- **What the task requires**:
Scan the records for lines with the word "host", and copy every such line.

- **Extracted information**:
━━━━━━━━━━

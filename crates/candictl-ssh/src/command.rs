//! Remote commands, optionally under sudo
//!
//! A sudo command is wrapped as
//! `sudo -p SudoPassword -H -S -i bash -c 'echo SUDO-SUCCESS && <cmd>'`.
//! The prompt arrives on stderr without a newline, so both streams are read
//! in raw chunks and scanned for the two markers. The password is sent once;
//! a second prompt means it was wrong and the command is killed. Stdin is
//! closed as soon as the success marker shows up.

use std::process::Stdio;
use std::time::Duration;

use nix::sys::signal::{killpg, Signal};
use nix::unistd::Pid;
use tokio::io::{AsyncRead, AsyncReadExt, AsyncWriteExt};
use tokio::process::{Child, Command};
use tokio::sync::mpsc;
use tokio_util::sync::CancellationToken;
use tracing::{debug, error, info};

use candictl_common::process::{execute, ExecOptions, ExecOutput};
use candictl_common::{Error, Result};

use crate::settings::SshSettings;

pub(crate) const SUDO_PROMPT: &[u8] = b"SudoPassword";
pub(crate) const SUDO_SUCCESS: &[u8] = b"SUDO-SUCCESS";

const KILL_GRACE_PERIOD: Duration = Duration::from_secs(10);

/// Finds a byte pattern in a stream delivered in arbitrary chunks
#[derive(Debug)]
struct Matcher {
    pattern: &'static [u8],
    tail: Vec<u8>,
}

impl Matcher {
    fn new(pattern: &'static [u8]) -> Self {
        Self {
            pattern,
            tail: Vec::new(),
        }
    }

    /// Number of occurrences completed by `chunk`
    fn feed(&mut self, chunk: &[u8]) -> usize {
        let mut buf = std::mem::take(&mut self.tail);
        buf.extend_from_slice(chunk);

        let n = self.pattern.len();
        let mut count = 0;
        let mut consumed = 0;
        let mut i = 0;
        while i + n <= buf.len() {
            if &buf[i..i + n] == self.pattern {
                count += 1;
                i += n;
                consumed = i;
            } else {
                i += 1;
            }
        }
        let keep_from = buf.len().saturating_sub(n - 1).max(consumed);
        self.tail = buf[keep_from..].to_vec();
        count
    }
}

/// What the sudo exchange asks the caller to do
#[derive(Debug, Clone, Copy, PartialEq, Eq)]
pub(crate) enum SudoAction {
    /// Write the password to stdin
    SendPassword,
    /// The command is running; close stdin
    Started,
    /// The password was rejected
    BadPassword,
}

/// Three-phase sudo exchange: prompt, success marker, passthrough
#[derive(Debug)]
pub(crate) struct SudoState {
    prompt: Matcher,
    success: Matcher,
    password_sent: bool,
    started: bool,
}

impl SudoState {
    pub(crate) fn new() -> Self {
        Self {
            prompt: Matcher::new(SUDO_PROMPT),
            success: Matcher::new(SUDO_SUCCESS),
            password_sent: false,
            started: false,
        }
    }

    pub(crate) fn is_started(&self) -> bool {
        self.started
    }

    /// Scan one chunk of stdout or stderr
    pub(crate) fn feed(&mut self, chunk: &[u8]) -> Vec<SudoAction> {
        let mut actions = Vec::new();
        if self.started {
            return actions;
        }

        for _ in 0..self.prompt.feed(chunk) {
            if self.password_sent {
                actions.push(SudoAction::BadPassword);
                return actions;
            }
            self.password_sent = true;
            actions.push(SudoAction::SendPassword);
        }
        if self.success.feed(chunk) > 0 {
            self.started = true;
            actions.push(SudoAction::Started);
        }
        actions
    }
}

/// Quote `s` for a POSIX shell
pub fn shell_quote(s: &str) -> String {
    if !s.is_empty()
        && s.bytes()
            .all(|b| b.is_ascii_alphanumeric() || b"-_./=:@,+".contains(&b))
    {
        return s.to_string();
    }
    format!("'{}'", s.replace('\'', r#"'"'"'"#))
}

/// One command on the remote host
#[derive(Debug, Clone)]
pub struct SshCommand {
    settings: SshSettings,
    auth_sock: Option<String>,
    name: String,
    args: Vec<String>,
    sudo: bool,
    capture_stdout: bool,
    timeout: Option<Duration>,
    stdout_sink: Option<mpsc::Sender<String>>,
}

impl SshCommand {
    pub(crate) fn new(
        settings: SshSettings,
        auth_sock: Option<String>,
        name: impl Into<String>,
        args: Vec<String>,
    ) -> Self {
        Self {
            settings,
            auth_sock,
            name: name.into(),
            args,
            sudo: false,
            capture_stdout: false,
            timeout: None,
            stdout_sink: None,
        }
    }

    /// Run under sudo
    pub fn sudo(mut self) -> Self {
        self.sudo = true;
        self
    }

    /// Keep stdout instead of logging it
    pub fn capture_stdout(mut self) -> Self {
        self.capture_stdout = true;
        self
    }

    /// Send every stdout line to `sink` as it arrives
    pub fn with_stdout_lines(mut self, sink: mpsc::Sender<String>) -> Self {
        self.stdout_sink = Some(sink);
        self
    }

    /// Kill the command after `timeout`
    pub fn with_timeout(mut self, timeout: Duration) -> Self {
        self.timeout = Some(timeout);
        self
    }

    /// Shell line executed on the remote side
    pub fn remote_line(&self) -> String {
        let mut line = self.name.clone();
        for arg in &self.args {
            line.push(' ');
            line.push_str(arg);
        }
        if !self.sudo {
            return line;
        }
        let inner = format!("echo {} && {}", String::from_utf8_lossy(SUDO_SUCCESS), line);
        format!(
            "sudo -p {} -H -S -i bash -c {}",
            String::from_utf8_lossy(SUDO_PROMPT),
            shell_quote(&inner)
        )
    }

    fn ssh(&self) -> Command {
        let mut cmd = Command::new("ssh");
        cmd.args(self.settings.ssh_args())
            .arg(self.settings.target())
            .arg("--")
            .arg(self.remote_line());
        if let Some(sock) = &self.auth_sock {
            cmd.env("SSH_AUTH_SOCK", sock);
        }
        cmd
    }

    /// Run to completion
    pub async fn run(&self, cancel: &CancellationToken) -> Result<ExecOutput> {
        let stop = cancel.child_token();
        let timer = self.timeout.map(|timeout| {
            let stop = stop.clone();
            tokio::spawn(async move {
                tokio::time::sleep(timeout).await;
                stop.cancel();
            })
        });

        let result = if self.sudo || self.stdout_sink.is_some() {
            self.run_streaming(&stop).await
        } else {
            let mut opts = ExecOptions::new(format!("ssh {}", self.name));
            opts.capture_stdout = self.capture_stdout;
            execute(self.ssh(), &opts, &stop).await
        };
        if let Some(timer) = timer {
            timer.abort();
        }

        let out = result?;
        if out.stopped && !cancel.is_cancelled() {
            return Err(Error::ssh_unavailable(
                &self.settings.host,
                format!("{} timed out", self.name),
            ));
        }
        if out.stopped {
            return Err(Error::loop_cancelled(format!("ssh {}", self.name)));
        }
        Ok(out)
    }

    /// Run and fail on a non-zero exit code
    pub async fn run_checked(&self, cancel: &CancellationToken) -> Result<ExecOutput> {
        let out = self.run(cancel).await?;
        if !out.success() {
            return Err(Error::internal_with_context(
                format!("ssh {}", self.settings.host),
                format!(
                    "{} exited with {:?}: {}",
                    self.name,
                    out.code,
                    out.stderr.trim_end()
                ),
            ));
        }
        Ok(out)
    }

    async fn run_streaming(&self, stop: &CancellationToken) -> Result<ExecOutput> {
        let mut cmd = self.ssh();
        cmd.stdin(if self.sudo { Stdio::piped() } else { Stdio::null() })
            .stdout(Stdio::piped())
            .stderr(Stdio::piped())
            .process_group(0)
            .kill_on_drop(true);
        let mut child = cmd.spawn().map_err(|e| {
            Error::ssh_unavailable(&self.settings.host, format!("failed to start ssh: {}", e))
        })?;

        let (tx, mut rx) = mpsc::channel::<(bool, Vec<u8>)>(64);
        if let Some(out) = child.stdout.take() {
            tokio::spawn(pump(out, false, tx.clone()));
        }
        if let Some(err) = child.stderr.take() {
            tokio::spawn(pump(err, true, tx.clone()));
        }
        drop(tx);

        let mut stdin = child.stdin.take();
        let mut sudo = self.sudo.then(SudoState::new);
        let mut output = ExecOutput::default();
        let mut stdout_lines = LineBuffer::default();
        let password = self.settings.become_pass.clone().unwrap_or_default();

        loop {
            let chunk = tokio::select! {
                _ = stop.cancelled() => {
                    output.stopped = true;
                    terminate(&mut child).await;
                    return Ok(output);
                }
                chunk = rx.recv() => chunk,
            };
            let Some((is_stderr, data)) = chunk else {
                break;
            };

            let mut payload: &[u8] = &data;
            if let Some(state) = sudo.as_mut() {
                let was_started = state.is_started();
                for action in state.feed(&data) {
                    match action {
                        SudoAction::SendPassword => {
                            debug!("Send become pass to cmd");
                            if let Some(stdin) = stdin.as_mut() {
                                stdin.write_all(format!("{}\n", password).as_bytes()).await?;
                                stdin.flush().await?;
                            }
                        }
                        SudoAction::BadPassword => {
                            error!("Bad sudo password");
                            terminate(&mut child).await;
                            return Err(Error::ssh_unavailable(
                                &self.settings.host,
                                "bad sudo password",
                            ));
                        }
                        SudoAction::Started => {
                            debug!("Got SUDO-SUCCESS");
                            stdin = None;
                        }
                    }
                }
                if !was_started && !is_stderr {
                    if !state.is_started() {
                        continue;
                    }
                    payload = after_marker(&data);
                }
            }

            if is_stderr {
                output.stderr.push_str(&String::from_utf8_lossy(payload));
                continue;
            }
            if self.capture_stdout {
                output.stdout.extend_from_slice(payload);
            }
            for line in stdout_lines.push(payload) {
                self.emit_line(line).await;
            }
        }
        if let Some(rest) = stdout_lines.finish() {
            self.emit_line(rest).await;
        }

        output.code = child.wait().await?.code();
        Ok(output)
    }

    async fn emit_line(&self, line: String) {
        if let Some(sink) = &self.stdout_sink {
            let _ = sink.send(line).await;
        } else if !self.capture_stdout {
            info!("{}", line);
        }
    }
}

/// Output that follows the success marker line in the chunk that carried it
fn after_marker(data: &[u8]) -> &[u8] {
    let n = SUDO_SUCCESS.len();
    let end = data
        .windows(n)
        .rposition(|w| w == SUDO_SUCCESS)
        .map(|pos| pos + n)
        .unwrap_or(0);
    let rest = &data[end..];
    match rest.iter().position(|b| *b == b'\n') {
        Some(pos) => &rest[pos + 1..],
        None => &[],
    }
}

async fn pump<R: AsyncRead + Unpin>(mut reader: R, is_stderr: bool, tx: mpsc::Sender<(bool, Vec<u8>)>) {
    let mut buf = vec![0u8; 4096];
    loop {
        match reader.read(&mut buf).await {
            Ok(0) | Err(_) => return,
            Ok(n) => {
                if tx.send((is_stderr, buf[..n].to_vec())).await.is_err() {
                    return;
                }
            }
        }
    }
}

async fn terminate(child: &mut Child) {
    if let Some(pid) = child.id() {
        let _ = killpg(Pid::from_raw(pid as i32), Signal::SIGINT);
    }
    if tokio::time::timeout(KILL_GRACE_PERIOD, child.wait()).await.is_err() {
        let _ = child.kill().await;
    }
}

/// Splits a byte stream into lines
#[derive(Debug, Default)]
struct LineBuffer {
    partial: Vec<u8>,
}

impl LineBuffer {
    fn push(&mut self, data: &[u8]) -> Vec<String> {
        self.partial.extend_from_slice(data);
        let mut lines = Vec::new();
        while let Some(pos) = self.partial.iter().position(|b| *b == b'\n') {
            let line: Vec<u8> = self.partial.drain(..=pos).collect();
            lines.push(String::from_utf8_lossy(&line[..line.len() - 1]).into_owned());
        }
        lines
    }

    fn finish(&mut self) -> Option<String> {
        if self.partial.is_empty() {
            return None;
        }
        let rest = String::from_utf8_lossy(&self.partial).into_owned();
        self.partial.clear();
        Some(rest)
    }
}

━━━━━━━━━━

- **Completed task**:
/// One command on the remote host
                &self.settings.host,
                format!("ssh {}", self.settings.host),
            Error::ssh_unavailable(&self.settings.host, format!("failed to start ssh: {}", e))
                                &self.settings.host,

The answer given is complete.